In their study, which was published online on 19 July in the New England Journal of Medicine, researchers from the Prostate Cancer Intervention versus Observation Trial (PIVOT) describe how, following diagnosis, between November 1994 through January 2002, they enrolled 731 men with localized prostate cancer, randomly assigned them to receive either radical prostatectomy or observation, and then followed their progress.
Radical prostatectomy is a surgical procedure that removes the entire prostate gland and some surrounding tissue.
The Study: Surgery Versus Observation
The average age of the men at diagnosis was 67 years, and the method of diagnosis was through prostate specific antigen (PSA) blood tests and biopsies. About half the men went into the surgery group (364), and half into the observation group (367).
Although the observation group did not have the surgery, they were able to receive palliative care and chemotherapy if their cancer got worse.
During the median follow-up of 10 years, 47% (171 men) in the surgery group died, compared with 49.9% (183) in the observation group. In their analysis, the researchers calculated the hazard ratio for this as 0.88, with confidence interval (CI) ranging from 0.71 to 1.08 (P=0.22), and an absolute risk reduction of 2.9 percentage points.
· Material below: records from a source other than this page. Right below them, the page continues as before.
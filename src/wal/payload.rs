//! Current-version (v4) payload encoding for every WAL op. Older versions'
//! layouts live only in [`super::migration`] as byte-level transforms; by
//! the time a payload reaches these functions it has already been migrated
//! forward to v4.

use crate::error::EngineError;
use crate::model::{ColumnDef, IndexDef, Ordinal};
use crate::value::{
    decode_string, decode_value_list, encode_string, encode_value_list, DataType, Value,
};

fn encode_column(buf: &mut Vec<u8>, col: &ColumnDef) {
    encode_string(buf, &col.name);
    buf.push(col.data_type.to_byte());
    buf.push(col.primary_key as u8);
    buf.push(col.not_null as u8);
    buf.extend_from_slice(&col.ordinal.to_be_bytes());
}

fn decode_column(bytes: &[u8]) -> Result<(ColumnDef, &[u8]), EngineError> {
    let (name, rest) = decode_string(bytes)?;
    let (type_byte, rest) = take1(rest)?;
    let data_type = DataType::from_byte(type_byte)?;
    let (pk_byte, rest) = take1(rest)?;
    let (not_null_byte, rest) = take1(rest)?;
    let (ord_bytes, rest) = take(rest, 2)?;
    let ordinal = Ordinal::from_be_bytes(ord_bytes.try_into().unwrap());
    Ok((
        ColumnDef {
            name,
            data_type,
            primary_key: pk_byte != 0,
            not_null: not_null_byte != 0,
            ordinal,
        },
        rest,
    ))
}

fn take(bytes: &[u8], n: usize) -> Result<(&[u8], &[u8]), EngineError> {
    if bytes.len() < n {
        return Err(EngineError::WalDecode(format!(
            "truncated WAL payload: needed {n} bytes, had {}",
            bytes.len()
        )));
    }
    Ok(bytes.split_at(n))
}

fn take1(bytes: &[u8]) -> Result<(u8, &[u8]), EngineError> {
    let (head, rest) = take(bytes, 1)?;
    Ok((head[0], rest))
}

pub struct CreateTablePayload {
    pub table: String,
    pub columns: Vec<ColumnDef>,
}

pub fn encode_create_table(table: &str, columns: &[ColumnDef]) -> Vec<u8> {
    let mut buf = Vec::new();
    encode_string(&mut buf, table);
    assert!(columns.len() <= u16::MAX as usize, "too many columns");
    buf.extend_from_slice(&(columns.len() as u16).to_be_bytes());
    for col in columns {
        encode_column(&mut buf, col);
    }
    buf
}

pub fn decode_create_table(bytes: &[u8]) -> Result<CreateTablePayload, EngineError> {
    let (table, rest) = decode_string(bytes)?;
    let (count_bytes, mut rest) = take(rest, 2)?;
    let count = u16::from_be_bytes(count_bytes.try_into().unwrap()) as usize;
    let mut columns = Vec::with_capacity(count);
    for _ in 0..count {
        let (col, r) = decode_column(rest)?;
        columns.push(col);
        rest = r;
    }
    Ok(CreateTablePayload { table, columns })
}

pub fn encode_drop_table(table: &str) -> Vec<u8> {
    let mut buf = Vec::new();
    encode_string(&mut buf, table);
    buf
}

pub fn decode_drop_table(bytes: &[u8]) -> Result<String, EngineError> {
    Ok(decode_string(bytes)?.0)
}

pub struct InsertPayload {
    pub table: String,
    pub row_id: i64,
    pub values: Vec<Value>,
}

pub fn encode_insert(table: &str, row_id: i64, values: &[Value]) -> Vec<u8> {
    let mut buf = Vec::new();
    encode_string(&mut buf, table);
    buf.extend_from_slice(&row_id.to_be_bytes());
    encode_value_list(&mut buf, values);
    buf
}

pub fn decode_insert(bytes: &[u8]) -> Result<InsertPayload, EngineError> {
    let (table, rest) = decode_string(bytes)?;
    let (id_bytes, rest) = take(rest, 8)?;
    let row_id = i64::from_be_bytes(id_bytes.try_into().unwrap());
    let (values, _) = decode_value_list(rest)?;
    Ok(InsertPayload { table, row_id, values })
}

/// Delete is batched: one WAL entry covers every row a single `Engine::delete`
/// call removes, matching the engine facade's "collect matching IDs, then
/// WAL-append a single Delete entry" contract.
pub struct DeletePayload {
    pub table: String,
    pub row_ids: Vec<i64>,
}

pub fn encode_delete(table: &str, row_ids: &[i64]) -> Vec<u8> {
    let mut buf = Vec::new();
    encode_string(&mut buf, table);
    assert!(row_ids.len() <= u16::MAX as usize, "too many rows in one delete batch");
    buf.extend_from_slice(&(row_ids.len() as u16).to_be_bytes());
    for id in row_ids {
        buf.extend_from_slice(&id.to_be_bytes());
    }
    buf
}

pub fn decode_delete(bytes: &[u8]) -> Result<DeletePayload, EngineError> {
    let (table, rest) = decode_string(bytes)?;
    let (count_bytes, mut rest) = take(rest, 2)?;
    let count = u16::from_be_bytes(count_bytes.try_into().unwrap()) as usize;
    let mut row_ids = Vec::with_capacity(count);
    for _ in 0..count {
        let (id_bytes, r) = take(rest, 8)?;
        row_ids.push(i64::from_be_bytes(id_bytes.try_into().unwrap()));
        rest = r;
    }
    Ok(DeletePayload { table, row_ids })
}

/// Update is batched the same way: one entry per `Engine::update` call,
/// covering every row the filter matched.
pub struct UpdatePayload {
    pub table: String,
    pub rows: Vec<(i64, Vec<Value>)>,
}

pub fn encode_update(table: &str, rows: &[(i64, Vec<Value>)]) -> Vec<u8> {
    let mut buf = Vec::new();
    encode_string(&mut buf, table);
    assert!(rows.len() <= u16::MAX as usize, "too many rows in one update batch");
    buf.extend_from_slice(&(rows.len() as u16).to_be_bytes());
    for (row_id, values) in rows {
        buf.extend_from_slice(&row_id.to_be_bytes());
        encode_value_list(&mut buf, values);
    }
    buf
}

pub fn decode_update(bytes: &[u8]) -> Result<UpdatePayload, EngineError> {
    let (table, rest) = decode_string(bytes)?;
    let (count_bytes, mut rest) = take(rest, 2)?;
    let count = u16::from_be_bytes(count_bytes.try_into().unwrap()) as usize;
    let mut rows = Vec::with_capacity(count);
    for _ in 0..count {
        let (id_bytes, r) = take(rest, 8)?;
        let row_id = i64::from_be_bytes(id_bytes.try_into().unwrap());
        let (values, r) = decode_value_list(r)?;
        rows.push((row_id, values));
        rest = r;
    }
    Ok(UpdatePayload { table, rows })
}

pub struct AddColumnPayload {
    pub table: String,
    pub column: ColumnDef,
}

pub fn encode_add_column(table: &str, column: &ColumnDef) -> Vec<u8> {
    let mut buf = Vec::new();
    encode_string(&mut buf, table);
    encode_column(&mut buf, column);
    buf
}

pub fn decode_add_column(bytes: &[u8]) -> Result<AddColumnPayload, EngineError> {
    let (table, rest) = decode_string(bytes)?;
    let (column, _) = decode_column(rest)?;
    Ok(AddColumnPayload { table, column })
}

pub struct DropColumnPayload {
    pub table: String,
    pub column: String,
}

pub fn encode_drop_column(table: &str, column: &str) -> Vec<u8> {
    let mut buf = Vec::new();
    encode_string(&mut buf, table);
    encode_string(&mut buf, column);
    buf
}

pub fn decode_drop_column(bytes: &[u8]) -> Result<DropColumnPayload, EngineError> {
    let (table, rest) = decode_string(bytes)?;
    let (column, _) = decode_string(rest)?;
    Ok(DropColumnPayload { table, column })
}

pub struct CreateIndexPayload {
    pub table: String,
    pub index: IndexDef,
}

pub fn encode_create_index(table: &str, index: &IndexDef) -> Vec<u8> {
    let mut buf = Vec::new();
    encode_string(&mut buf, table);
    encode_string(&mut buf, &index.name);
    encode_string(&mut buf, &index.column);
    buf.push(index.unique as u8);
    buf
}

pub fn decode_create_index(bytes: &[u8]) -> Result<CreateIndexPayload, EngineError> {
    let (table, rest) = decode_string(bytes)?;
    let (name, rest) = decode_string(rest)?;
    let (column, rest) = decode_string(rest)?;
    let (unique_byte, _) = take1(rest)?;
    Ok(CreateIndexPayload {
        table,
        index: IndexDef {
            name,
            column,
            unique: unique_byte != 0,
        },
    })
}

pub struct DropIndexPayload {
    pub table: String,
    pub index: String,
}

pub fn encode_drop_index(table: &str, index: &str) -> Vec<u8> {
    let mut buf = Vec::new();
    encode_string(&mut buf, table);
    encode_string(&mut buf, index);
    buf
}

pub fn decode_drop_index(bytes: &[u8]) -> Result<DropIndexPayload, EngineError> {
    let (table, rest) = decode_string(bytes)?;
    let (index, _) = decode_string(rest)?;
    Ok(DropIndexPayload { table, index })
}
In the surgery group, 5.8% of the men (21) died from prostate cancer or treatment, compared with 8.4% (31) in the observation group. For this, the calculated hazard ratio was 0.63, with 95% CI ranging from 0.36 to 1.09 (P=0.09) and an absolute risk reduction of 2.6 percentage points.
These figures did not change when they took into account other potential influencing factors such as age, race, medical conditions, and the type of tumor.
21.4% of the men in the surgery group had a complication within the first 30 days, the most common being infection. One of the men also died during this period.
Two years after surgery, urinary incontinence and impotence (erectile dysfunction) were much more common among the men in the surgery group than in the observation group.
Observation Better Option for Low Risk Categories
The researchers classified the men, according to their PSA levels and Gleason scores, as having either low, intermediate, or high-risk prostate cancer.
The results showed that the men with low-risk cancer (PSA under 10, Gleason score under 7), were the least likely to benefit from radical prostatectomy.
The researchers say their findings support the idea that if the cancer is low risk, then observation is a better option for men with localized prostate cancer.
"Active Surveillance" Has Overtaken "Watchful Waiting"
Although prostate cancer is a serious disease, and statistics show that it is the leading cause of cancer death among American men, most men diagnosed with the disease die with it rather than of it. In fact, more than 2.5 million men in the US who have been diagnosed with prostate cancer are alive today.
One of the problems with prostate cancer screening is that it can't tell which cancers are aggressive and need treatment and which can be safely left alone and kept under observation. So, because of this, many men undergo surgery, which can often lead to unpleasant and sometimes long-lasting side effects such as impotence and incontinence.
However, the American Cancer Society says much has happened over the last few years to improve the treatment of prostate cancer patients.
"Watchful waiting", until recently, was widely used. This meant waiting until the cancer caused symptoms before starting treatment.
But now, the more common approach is "active surveillance" or "expectant management", which involves regular PSA tests, rectal exams and biopsies to more closely assess the level of threat, and if this rises, then the doctor may recomment radical treatment.
Men Should Understand Benefits Versus Risks of Screening
Men with average risk of prostate cancer should talk to their doctors about screening from the age of 50 onwards, says the American Cancer Society. For men at higher risk, including those with a father or brother who has prostate cancer, and African-American men, should have this conversation from the age of 45, they urge.
In a recent statement, the American Society of Clinical Oncology (ASCO) suggests for men with shorter life expectancy, the risks of harms from PSA tests and subsquent unnecessary treatment probably outweigh the benefits.
But for men with longer life expectancy, the risk versus benefit balance is less clear, and patients should have "well-informed" conversations with their doctors about the harms, potential benefits and the appropriate management options should prostate cancer be found, says the ASCO.